== Segment start ==

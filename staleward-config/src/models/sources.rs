use serde::{Deserialize, Serialize};
use std::path::PathBuf;

use crate::util::{parse_csv_var, parse_var};

/// Raw configuration as defined in a TOML file.
#[derive(Debug, Default, Clone, Deserialize, Serialize)]
#[serde(rename_all = "snake_case")]
pub struct FileConfig {
    #[serde(default)]
    pub database: FileDatabaseConfig,
    #[serde(default)]
    pub bus: FileBusConfig,
    #[serde(default)]
    pub staleness: FileStalenessConfig,
    #[serde(default)]
    pub jobs: FileJobsConfig,
    #[serde(default)]
    pub metrics: FileMetricsConfig,
}

#[derive(Debug, Default, Clone, Deserialize, Serialize)]
pub struct FileDatabaseConfig {
    #[serde(skip_serializing_if = "Option::is_none")]
    pub url: Option<String>,
    #[serde(skip_serializing_if = "Option::is_none")]
    pub password_file: Option<PathBuf>,
    #[serde(skip_serializing_if = "Option::is_none")]
    pub max_connections: Option<u32>,
}

#[derive(Debug, Default, Clone, Deserialize, Serialize)]
pub struct FileBusConfig {
    #[serde(skip_serializing_if = "Option::is_none")]
    pub redis_url: Option<String>,
    #[serde(skip_serializing_if = "Option::is_none")]
    pub event_topic: Option<String>,
    #[serde(skip_serializing_if = "Option::is_none")]
    pub notification_topic: Option<String>,
    #[serde(skip_serializing_if = "Option::is_none")]
    pub stream_max_len: Option<usize>,
}

/// Durations are humantime strings such as `"29h"` or `"7days"`.
#[derive(Debug, Default, Clone, Deserialize, Serialize)]
pub struct FileDeltaConfig {
    #[serde(skip_serializing_if = "Option::is_none")]
    pub stale: Option<String>,
    #[serde(skip_serializing_if = "Option::is_none")]
    pub stale_warning: Option<String>,
    #[serde(skip_serializing_if = "Option::is_none")]
    pub culled: Option<String>,
}

#[derive(Debug, Default, Clone, Deserialize, Serialize)]
pub struct FileStalenessConfig {
    #[serde(default)]
    pub conventional: FileDeltaConfig,
    #[serde(default)]
    pub immutable: FileDeltaConfig,
}

#[derive(Debug, Default, Clone, Deserialize, Serialize)]
pub struct FileJobsConfig {
    #[serde(skip_serializing_if = "Option::is_none")]
    pub chunk_size: Option<usize>,
    #[serde(skip_serializing_if = "Option::is_none")]
    pub refresh_reporters: Option<Vec<String>>,
}

#[derive(Debug, Default, Clone, Deserialize, Serialize)]
pub struct FileMetricsConfig {
    #[serde(skip_serializing_if = "Option::is_none")]
    pub pushgateway_url: Option<String>,
    #[serde(skip_serializing_if = "Option::is_none")]
    pub namespace: Option<String>,
}

/// Raw threshold strings for one host kind.
#[derive(Debug, Default, Clone)]
pub struct EnvDeltaConfig {
    pub stale: Option<String>,
    pub stale_warning: Option<String>,
    pub culled: Option<String>,
}

impl EnvDeltaConfig {
    fn gather(prefix: &str) -> Self {
        Self {
            stale: std::env::var(format!("{prefix}_STALE")).ok(),
            stale_warning: std::env::var(format!("{prefix}_STALE_WARNING"))
                .ok(),
            culled: std::env::var(format!("{prefix}_CULLED")).ok(),
        }
    }
}

/// Environment-derived configuration values.
#[derive(Debug, Default, Clone)]
pub struct EnvConfig {
    pub config_path: Option<PathBuf>,
    pub database_url: Option<String>,
    pub database_url_file: Option<PathBuf>,
    pub database_host: Option<String>,
    pub database_port: Option<u16>,
    pub database_user: Option<String>,
    pub database_name: Option<String>,
    pub database_password: Option<String>,
    pub database_password_file: Option<PathBuf>,
    pub database_max_connections: Option<u32>,
    pub redis_url: Option<String>,
    pub event_topic: Option<String>,
    pub notification_topic: Option<String>,
    pub stream_max_len: Option<usize>,
    pub conventional: EnvDeltaConfig,
    pub immutable: EnvDeltaConfig,
    pub chunk_size: Option<usize>,
    pub refresh_reporters: Option<Vec<String>>,
    pub pushgateway_url: Option<String>,
    pub namespace: Option<String>,
}

impl EnvConfig {
    pub fn gather() -> Self {
        Self {
            config_path: std::env::var("STALEWARD_CONFIG")
                .ok()
                .filter(|value| !value.trim().is_empty())
                .map(PathBuf::from),
            database_url: std::env::var("DATABASE_URL").ok(),
            database_url_file: std::env::var("DATABASE_URL_FILE")
                .ok()
                .map(PathBuf::from),
            database_host: std::env::var("DATABASE_HOST").ok(),
            database_port: parse_var("DATABASE_PORT"),
            database_user: std::env::var("DATABASE_USER").ok(),
            database_name: std::env::var("DATABASE_NAME").ok(),
            database_password: std::env::var("DATABASE_PASSWORD").ok(),
            database_password_file: std::env::var("DATABASE_PASSWORD_FILE")
                .ok()
                .map(PathBuf::from),
            database_max_connections: parse_var("DATABASE_MAX_CONNECTIONS"),
            redis_url: std::env::var("REDIS_URL").ok(),
            event_topic: std::env::var("EVENT_TOPIC").ok(),
            notification_topic: std::env::var("NOTIFICATION_TOPIC").ok(),
            stream_max_len: parse_var("STREAM_MAX_LEN"),
            conventional: EnvDeltaConfig::gather("STALENESS_CONVENTIONAL"),
            immutable: EnvDeltaConfig::gather("STALENESS_IMMUTABLE"),
            chunk_size: parse_var("SCRIPT_CHUNK_SIZE"),
            refresh_reporters: parse_csv_var("REFRESH_REPORTERS"),
            pushgateway_url: std::env::var("PROMETHEUS_PUSHGATEWAY").ok(),
            namespace: std::env::var("NAMESPACE").ok(),
        }
    }
}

== Segment end ==

What is expected
Your task is to reproduce all the records above exactly as they appear.

Problem solution
filename staleward-config/src/models/sources.rs
use serde::{Deserialize, Serialize};
use std::path::PathBuf;

use crate::util::{parse_csv_var, parse_var};

/// Raw configuration as defined in a TOML file.
#[derive(Debug, Default, Clone, Deserialize, Serialize)]
#[serde(rename_all = "snake_case")]
pub struct FileConfig {
    #[serde(default)]
    pub database: FileDatabaseConfig,
    #[serde(default)]
    pub bus: FileBusConfig,
    #[serde(default)]
    pub staleness: FileStalenessConfig,
    #[serde(default)]
    pub jobs: FileJobsConfig,
    #[serde(default)]
    pub metrics: FileMetricsConfig,
}

#[derive(Debug, Default, Clone, Deserialize, Serialize)]
pub struct FileDatabaseConfig {
    #[serde(skip_serializing_if = "Option::is_none")]
    pub url: Option<String>,
    #[serde(skip_serializing_if = "Option::is_none")]
    pub password_file: Option<PathBuf>,
    #[serde(skip_serializing_if = "Option::is_none")]
    pub max_connections: Option<u32>,
}

#[derive(Debug, Default, Clone, Deserialize, Serialize)]
pub struct FileBusConfig {
    #[serde(skip_serializing_if = "Option::is_none")]
    pub redis_url: Option<String>,
    #[serde(skip_serializing_if = "Option::is_none")]
    pub event_topic: Option<String>,
    #[serde(skip_serializing_if = "Option::is_none")]
    pub notification_topic: Option<String>,
    #[serde(skip_serializing_if = "Option::is_none")]
    pub stream_max_len: Option<usize>,
}

/// Durations are humantime strings such as `"29h"` or `"7days"`.
#[derive(Debug, Default, Clone, Deserialize, Serialize)]
pub struct FileDeltaConfig {
    #[serde(skip_serializing_if = "Option::is_none")]
    pub stale: Option<String>,
    #[serde(skip_serializing_if = "Option::is_none")]
    pub stale_warning: Option<String>,
    #[serde(skip_serializing_if = "Option::is_none")]
    pub culled: Option<String>,
}

#[derive(Debug, Default, Clone, Deserialize, Serialize)]
pub struct FileStalenessConfig {
    #[serde(default)]
    pub conventional: FileDeltaConfig,
    #[serde(default)]
    pub immutable: FileDeltaConfig,
}

#[derive(Debug, Default, Clone, Deserialize, Serialize)]
pub struct FileJobsConfig {
    #[serde(skip_serializing_if = "Option::is_none")]
    pub chunk_size: Option<usize>,
    #[serde(skip_serializing_if = "Option::is_none")]
    pub refresh_reporters: Option<Vec<String>>,
}

#[derive(Debug, Default, Clone, Deserialize, Serialize)]
pub struct FileMetricsConfig {
    #[serde(skip_serializing_if = "Option::is_none")]
    pub pushgateway_url: Option<String>,
    #[serde(skip_serializing_if = "Option::is_none")]
    pub namespace: Option<String>,
}

/// Raw threshold strings for one host kind.
#[derive(Debug, Default, Clone)]
pub struct EnvDeltaConfig {
    pub stale: Option<String>,
    pub stale_warning: Option<String>,
    pub culled: Option<String>,
}

impl EnvDeltaConfig {
    fn gather(prefix: &str) -> Self {
        Self {
            stale: std::env::var(format!("{prefix}_STALE")).ok(),
            stale_warning: std::env::var(format!("{prefix}_STALE_WARNING"))
                .ok(),
            culled: std::env::var(format!("{prefix}_CULLED")).ok(),
        }
    }
}

/// Environment-derived configuration values.
#[derive(Debug, Default, Clone)]
pub struct EnvConfig {
    pub config_path: Option<PathBuf>,
    pub database_url: Option<String>,
    pub database_url_file: Option<PathBuf>,
    pub database_host: Option<String>,
    pub database_port: Option<u16>,
    pub database_user: Option<String>,
    pub database_name: Option<String>,
    pub database_password: Option<String>,
    pub database_password_file: Option<PathBuf>,
    pub database_max_connections: Option<u32>,
    pub redis_url: Option<String>,
    pub event_topic: Option<String>,
    pub notification_topic: Option<String>,
    pub stream_max_len: Option<usize>,
    pub conventional: EnvDeltaConfig,
    pub immutable: EnvDeltaConfig,
    pub chunk_size: Option<usize>,
    pub refresh_reporters: Option<Vec<String>>,
    pub pushgateway_url: Option<String>,
    pub namespace: Option<String>,
}

impl EnvConfig {
    pub fn gather() -> Self {
        Self {
            config_path: std::env::var("STALEWARD_CONFIG")
                .ok()
                .filter(|value| !value.trim().is_empty())
                .map(PathBuf::from),
            database_url: std::env::var("DATABASE_URL").ok(),
            database_url_file: std::env::var("DATABASE_URL_FILE")
                .ok()
                .map(PathBuf::from),
            database_host: std::env::var("DATABASE_HOST").ok(),
            database_port: parse_var("DATABASE_PORT"),
            database_user: std::env::var("DATABASE_USER").ok(),
            database_name: std::env::var("DATABASE_NAME").ok(),
            database_password: std::env::var("DATABASE_PASSWORD").ok(),
            database_password_file: std::env::var("DATABASE_PASSWORD_FILE")
                .ok()
                .map(PathBuf::from),
            database_max_connections: parse_var("DATABASE_MAX_CONNECTIONS"),
            redis_url: std::env::var("REDIS_URL").ok(),
            event_topic: std::env::var("EVENT_TOPIC").ok(),
            notification_topic: std::env::var("NOTIFICATION_TOPIC").ok(),
            stream_max_len: parse_var("STREAM_MAX_LEN"),
            conventional: EnvDeltaConfig::gather("STALENESS_CONVENTIONAL"),
            immutable: EnvDeltaConfig::gather("STALENESS_IMMUTABLE"),
            chunk_size: parse_var("SCRIPT_CHUNK_SIZE"),
            refresh_reporters: parse_csv_var("REFRESH_REPORTERS"),
            pushgateway_url: std::env::var("PROMETHEUS_PUSHGATEWAY").ok(),
            namespace: std::env::var("NAMESPACE").ok(),
        }
    }
}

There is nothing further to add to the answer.